Closed theengineear closed 8 months ago

theengineear commented 1 year ago

The error cause TC39 proposal was accepted in 2022 and is available in Chrome, Safari, and Firefox.

We currently use the following to inject helpful context into otherwise out-of-context errors in render:

  render() {
    const { template, properties, renderRoot } = XElement.#hosts.get(this);
    const result = template(properties, this);
    try {
      render(result, renderRoot);
    } catch (error) {
      const pathString = XElement.#toPathString(this);
      error.message = `${error.message} — Invalid template for "${this.constructor.name}" at path "${pathString}"`;
      throw error;
    }
  }

Instead, we could simply throw our own error and set the cause appropriately:

  render() {
    const { template, properties, renderRoot } = XElement.#hosts.get(this);
    const result = template(properties, this);
    try {
      render(result, renderRoot);
    } catch (error) {
      const pathString = XElement.#toPathString(this);
      const message = `${error.message} — Invalid template for "${this.constructor.name}" at path "${pathString}"`;
      throw new Error(message, { cause: error });
    }
  }

This built-in "error chaining" allows you to link an arbitrary number of errors together without needing to mutate anything (or make up a bespoke pattern). Let's do it.

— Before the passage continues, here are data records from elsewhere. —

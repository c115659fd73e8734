//! Database operations for the back-office.
//!
//! The back-office reads and writes the storefront's `shop` schema and owns
//! the `admin` schema:
//!
//! - `admin.admin_user` - Back-office accounts (Argon2 password hashes)
//! - `admin.session` - Tower-sessions storage
//!
//! Queries are built at runtime with `sqlx::query_as` and `FromRow` row
//! types so the crate builds without a live database.
//!
//! # Migrations
//!
//! Migrations are stored in `crates/admin/migrations/` and run via:
//! ```bash
//! cargo run -p jouwwinkel-cli -- migrate admin
//! ```

pub mod admin_users;
pub mod categories;
pub mod combos;
pub mod coupons;
pub mod customers;
pub mod dashboard;
pub mod orders;
pub mod products;
pub mod reviews;
pub mod settings;
pub mod shipping;
pub mod variants;

use std::time::Duration;

use secrecy::ExposeSecret;
use sqlx::PgPool;
use sqlx::postgres::PgPoolOptions;
use thiserror::Error;

pub use admin_users::AdminUserRepository;
pub use categories::{CategoryInput, CategoryRepository, CategoryRow};
pub use combos::{ComboInput, ComboItemRow, ComboRepository, ComboRow};
pub use coupons::{CouponInput, CouponRepository};
pub use customers::{CustomerRepository, CustomerRow};
pub use dashboard::{DashboardRepository, LowStockItem, StatusCount};
pub use orders::{OrderFilter, OrderRepository, OrderRow};
pub use products::{ProductFilter, ProductInput, ProductRepository, ProductRow};
pub use reviews::{ReviewRepository, ReviewRow};
pub use settings::SettingsRepository;
pub use shipping::{ShippingPartnerInput, ShippingPartnerRepository};
pub use variants::{VariantRepository, VariantUpdate};

/// Rows per page on list screens.
pub const PAGE_SIZE: i64 = 25;

/// Errors that can occur during repository operations.
#[derive(Debug, Error)]
pub enum RepositoryError {
    /// Database error from sqlx.
    #[error("database error: {0}")]
    Database(#[from] sqlx::Error),

    /// Data in the database is corrupted or invalid.
    #[error("data corruption: {0}")]
    DataCorruption(String),

    /// Requested entity was not found.
    #[error("not found")]
    NotFound,

    /// Constraint violation (e.g., duplicate slug).
    #[error("constraint violation: {0}")]
    Conflict(String),
}

/// Map a unique-constraint violation to [`RepositoryError::Conflict`].
pub(crate) fn conflict_on_unique(e: sqlx::Error, what: &str) -> RepositoryError {
    if let sqlx::Error::Database(ref db_err) = e
        && db_err.is_unique_violation()
    {
        return RepositoryError::Conflict(what.to_owned());
    }
    RepositoryError::Database(e)
}

/// Map a foreign-key violation (a row that points nowhere) to
/// [`RepositoryError::NotFound`].
pub(crate) fn not_found_on_foreign_key(e: sqlx::Error) -> RepositoryError {
    if let sqlx::Error::Database(ref db_err) = e
        && db_err.is_foreign_key_violation()
    {
        return RepositoryError::NotFound;
    }
    RepositoryError::Database(e)
}

/// 1-based page number to a SQL offset.
#[must_use]
pub fn page_offset(page: u32) -> i64 {
    (i64::from(page.max(1)) - 1) * PAGE_SIZE
}

/// Number of pages needed for `total` rows (at least one).
#[must_use]
pub fn page_count(total: i64) -> u32 {
    let pages = (total.max(1) + PAGE_SIZE - 1) / PAGE_SIZE;
    u32::try_from(pages).unwrap_or(u32::MAX)
}

/// `%term%` for `ILIKE`, with the wildcards in the term escaped.
#[must_use]
pub fn like_pattern(term: &str) -> String {
    let escaped = term
        .trim()
        .replace('\\', "\\\\")
        .replace('%', "\\%")
        .replace('_', "\\_");
    format!("%{escaped}%")
}

/// Create a `PostgreSQL` connection pool with sensible defaults.
///
/// # Arguments
///
/// * `database_url` - `PostgreSQL` connection string (wrapped in `SecretString`)
///
/// # Errors
///
/// Returns `sqlx::Error` if the connection cannot be established.
pub async fn create_pool(database_url: &secrecy::SecretString) -> Result<PgPool, sqlx::Error> {
    PgPoolOptions::new()
        .max_connections(10)
        .min_connections(2)
        .acquire_timeout(Duration::from_secs(10))
        .connect(database_url.expose_secret())
        .await
}

#[cfg(test)]
mod tests {
    use super::*;

    #[test]
    fn test_paging() {
        assert_eq!(page_offset(0), 0);
        assert_eq!(page_offset(1), 0);
        assert_eq!(page_offset(3), 2 * PAGE_SIZE);
        assert_eq!(page_count(0), 1);
        assert_eq!(page_count(PAGE_SIZE), 1);
        assert_eq!(page_count(PAGE_SIZE + 1), 2);
    }

    #[test]
    fn test_like_pattern_escapes_wildcards() {
        assert_eq!(like_pattern(" mok "), "%mok%");
        assert_eq!(like_pattern("50%_off"), "%50\\%\\_off%");
    }
}
//! Checkout route handlers.
//!
//! Checkout needs a signed-in customer. The order itself is placed by
//! [`crate::services::checkout::place_order`]; these handlers only collect the
//! form and show the outcome.

use askama::Template;
use askama_web::WebTemplate;
use axum::{
    Form,
    extract::{Path, State},
    http::StatusCode,
    response::{IntoResponse, Redirect, Response},
};
use chrono::Utc;
use serde::Deserialize;
use tower_sessions::Session;
use tracing::instrument;

use jouwwinkel_core::validation::ValidationErrors;
use jouwwinkel_core::{OrderId, PaymentMethod};

use crate::db::CustomerRepository;
use crate::error::AppError;
use crate::filters;
use crate::middleware::auth::RequireAuth;
use crate::models::CurrentCustomer;
use crate::routes::account::{OrderDetailView, order_detail};
use crate::routes::cart::{CartView, capitalize, reprice};
use crate::routes::context::{PageContext, load_cart, save_cart};
use crate::services::checkout::{
    AddressForm, CheckoutError, CheckoutRequest, place_order, validate_notes,
};
use crate::state::AppState;

/// A payment method radio button.
#[derive(Clone)]
pub struct PaymentChoice {
    pub value: &'static str,
    pub label: &'static str,
    pub checked: bool,
}

fn payment_choices(selected: PaymentMethod) -> Vec<PaymentChoice> {
    [PaymentMethod::BankTransfer, PaymentMethod::CashOnDelivery]
        .into_iter()
        .map(|m| PaymentChoice {
            value: m.as_str(),
            label: m.label(),
            checked: m == selected,
        })
        .collect()
}

/// Checkout form data.
#[derive(Debug, Deserialize)]
pub struct CheckoutForm {
    #[serde(flatten)]
    pub address: AddressForm,
    #[serde(default)]
    pub payment_method: String,
    #[serde(default)]
    pub notes: String,
}

/// Checkout page template.
#[derive(Template, WebTemplate)]
#[template(path = "checkout/show.html")]
pub struct CheckoutTemplate {
    pub ctx: PageContext,
    pub cart: CartView,
    pub address: AddressForm,
    pub payments: Vec<PaymentChoice>,
    pub notes: String,
    pub errors: ValidationErrors,
    /// Why the order could not be placed, such as a stock shortfall.
    pub error: Option<String>,
}

#[derive(Template, WebTemplate)]
#[template(path = "checkout/complete.html")]
pub struct CheckoutCompleteTemplate {
    pub ctx: PageContext,
    pub order: OrderDetailView,
}

/// What the checkout page should show besides the live cart.
struct CheckoutInput {
    address: AddressForm,
    payment_method: PaymentMethod,
    notes: String,
    errors: ValidationErrors,
    error: Option<String>,
}

/// Render the checkout page over a freshly priced cart, or send the
/// customer back to `/cart` when nothing is left to buy.
async fn render(
    state: &AppState,
    session: &Session,
    ctx: PageContext,
    input: CheckoutInput,
    status: StatusCode,
) -> Result<Response, AppError> {
    let mut cart = load_cart(session).await?;
    let priced = reprice(state, session, &mut cart).await?;
    if priced.is_empty() {
        return Ok(Redirect::to("/cart").into_response());
    }
    let page = CheckoutTemplate {
        ctx,
        cart: CartView::new(&cart, &priced),
        address: input.address,
        payments: payment_choices(input.payment_method),
        notes: input.notes,
        errors: input.errors,
        error: input.error,
    };
    Ok((status, page).into_response())
}

/// Display the checkout page, prefilled from the profile.
#[instrument(skip_all, fields(customer_id = %current.id))]
pub async fn show(
    State(state): State<AppState>,
    session: Session,
    RequireAuth(current): RequireAuth,
    ctx: PageContext,
) -> Result<Response, AppError> {
    let address = CustomerRepository::new(state.pool())
        .get_by_id(current.id)
        .await?
        .map(|c| AddressForm::from(&c.default_address()))
        .unwrap_or_default();

    let input = CheckoutInput {
        address,
        payment_method: PaymentMethod::default(),
        notes: String::new(),
        errors: ValidationErrors::new(),
        error: None,
    };
    render(&state, &session, ctx, input, StatusCode::OK).await
}

/// Place the order.
#[instrument(skip_all, fields(customer_id = %current.id))]
pub async fn place(
    State(state): State<AppState>,
    session: Session,
    RequireAuth(current): RequireAuth,
    ctx: PageContext,
    Form(form): Form<CheckoutForm>,
) -> Result<Response, AppError> {
    let mut input = CheckoutInput {
        address: form.address,
        payment_method: PaymentMethod::default(),
        notes: form.notes,
        errors: ValidationErrors::new(),
        error: None,
    };

    let request = match checkout_request(&current, &mut input, &form.payment_method) {
        Ok(request) => request,
        Err(CheckoutError::Invalid(errors)) => {
            input.errors = errors;
            return render(&state, &session, ctx, input, StatusCode::UNPROCESSABLE_ENTITY).await;
        }
        Err(e) => return Err(AppError::BadRequest(e.to_string())),
    };

    let mut cart = load_cart(&session).await?;
    let rule = state.content().ui_config().await?.shipping_rule();

    match place_order(state.pool(), &cart, &rule, request, Utc::now()).await {
        Ok(order) => {
            cart.clear();
            save_cart(&session, &cart).await?;
            Ok(Redirect::to(&format!("/checkout/complete/{}", order.id)).into_response())
        }
        Err(CheckoutError::Repository(e)) => Err(e.into()),
        Err(CheckoutError::EmptyCart) => Ok(Redirect::to("/cart").into_response()),
        Err(CheckoutError::Invalid(errors)) => {
            input.errors = errors;
            render(&state, &session, ctx, input, StatusCode::UNPROCESSABLE_ENTITY).await
        }
        Err(e) => {
            tracing::info!(reason = %e, "Checkout refused");
            input.error = Some(capitalize(&e.to_string()));
            render(&state, &session, ctx, input, StatusCode::CONFLICT).await
        }
    }
}

/// Validate the posted form into a request, recording the chosen payment
/// method on `input` so a re-rendered form keeps it.
fn checkout_request(
    current: &CurrentCustomer,
    input: &mut CheckoutInput,
    payment_method: &str,
) -> Result<CheckoutRequest, CheckoutError> {
    let mut errors = ValidationErrors::new();
    input.payment_method = errors.choice("payment_method", payment_method);
    let address = match input.address.validate(true) {
        Ok(address) if errors.is_empty() => address,
        Ok(_) => return Err(CheckoutError::Invalid(errors)),
        Err(mut address_errors) => {
            if let Some(message) = errors.get("payment_method") {
                address_errors.add("payment_method", message);
            }
            return Err(CheckoutError::Invalid(address_errors));
        }
    };
    let notes = validate_notes(&input.notes)?;

    Ok(CheckoutRequest {
        customer_id: current.id,
        email: current.email.clone(),
        address,
        payment_method: input.payment_method,
        notes,
    })
}

/// Order confirmation.
#[instrument(skip(state, current, ctx), fields(customer_id = %current.id))]
pub async fn complete(
    State(state): State<AppState>,
    RequireAuth(current): RequireAuth,
    ctx: PageContext,
    Path(id): Path<i32>,
) -> Result<CheckoutCompleteTemplate, AppError> {
    let order = order_detail(&state, OrderId::new(id), &current).await?;
    Ok(CheckoutCompleteTemplate { ctx, order })
}

#[cfg(test)]
#[allow(clippy::unwrap_used, clippy::indexing_slicing)]
mod tests {
    use jouwwinkel_core::{CustomerId, Email};

    use super::*;

    fn customer() -> CurrentCustomer {
        CurrentCustomer {
            id: CustomerId::new(7),
            email: Email::parse("sanne@example.nl").unwrap(),
            name: "Sanne".to_owned(),
        }
    }

    fn input(street: &str) -> CheckoutInput {
        CheckoutInput {
            address: AddressForm {
                full_name: "Sanne de Vries".to_owned(),
                street: street.to_owned(),
                postal_code: "1015 aa".to_owned(),
                city: "Amsterdam".to_owned(),
                ..AddressForm::default()
            },
            payment_method: PaymentMethod::default(),
            notes: "Ring twice".to_owned(),
            errors: ValidationErrors::new(),
            error: None,
        }
    }

    #[test]
    fn test_checkout_request_from_valid_form() {
        let mut input = input("Keizersgracht 1");
        let request = checkout_request(&customer(), &mut input, "cash_on_delivery").unwrap();
        assert_eq!(request.payment_method, PaymentMethod::CashOnDelivery);
        assert_eq!(request.address.postal_code, "1015 AA");
        assert_eq!(request.notes, "Ring twice");
        assert_eq!(input.payment_method, PaymentMethod::CashOnDelivery);
    }

    #[test]
    fn test_checkout_request_collects_all_errors() {
        let mut input = input("");
        let Err(CheckoutError::Invalid(errors)) =
            checkout_request(&customer(), &mut input, "bitcoin")
        else {
            panic!("expected validation errors");
        };
        assert!(errors.get("street").is_some());
        assert!(errors.get("payment_method").is_some());
    }

    #[test]
    fn test_payment_choices_mark_selection() {
        let choices = payment_choices(PaymentMethod::CashOnDelivery);
        assert_eq!(choices.len(), 2);
        assert!(!choices[0].checked);
        assert!(choices[1].checked);
        assert_eq!(choices[1].value, "cash_on_delivery");
    }
}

theengineear commented 8 months ago

Looked into this today — unfortunately, we’re still blocked by Chrome. Error causes are (surprisingly) still not printed in the console… which makes them pretty unhelpful! See Chrome bug. You can compare / contrast with the screen-grabs pictured below. Firefox is doing the thing we want already. I think other vendors have concerns maybe around recursion? I (admittedly) didn’t read too much into the thread in that Chrome bug.

Screenshot 2024-02-13 at 1 15 37 PM Screenshot 2024-02-13 at 1 16 26 PM
theengineear commented 8 months ago

Note that the way we currently manage error chaining is to mutate the original error — however, some custom error classes attempt to be immutable / read-only and actually throw an error when you try to do this. I.e., it’s presenting as an actual bug currently, but I wouldn’t feel comfortable changing this behavior until we could reliably see that chained error in the Chrome console.

theengineear commented 8 months ago

I think I have a way around this — I'll continue to just embed the original message, but will just not mutate the original error. That should suffice here.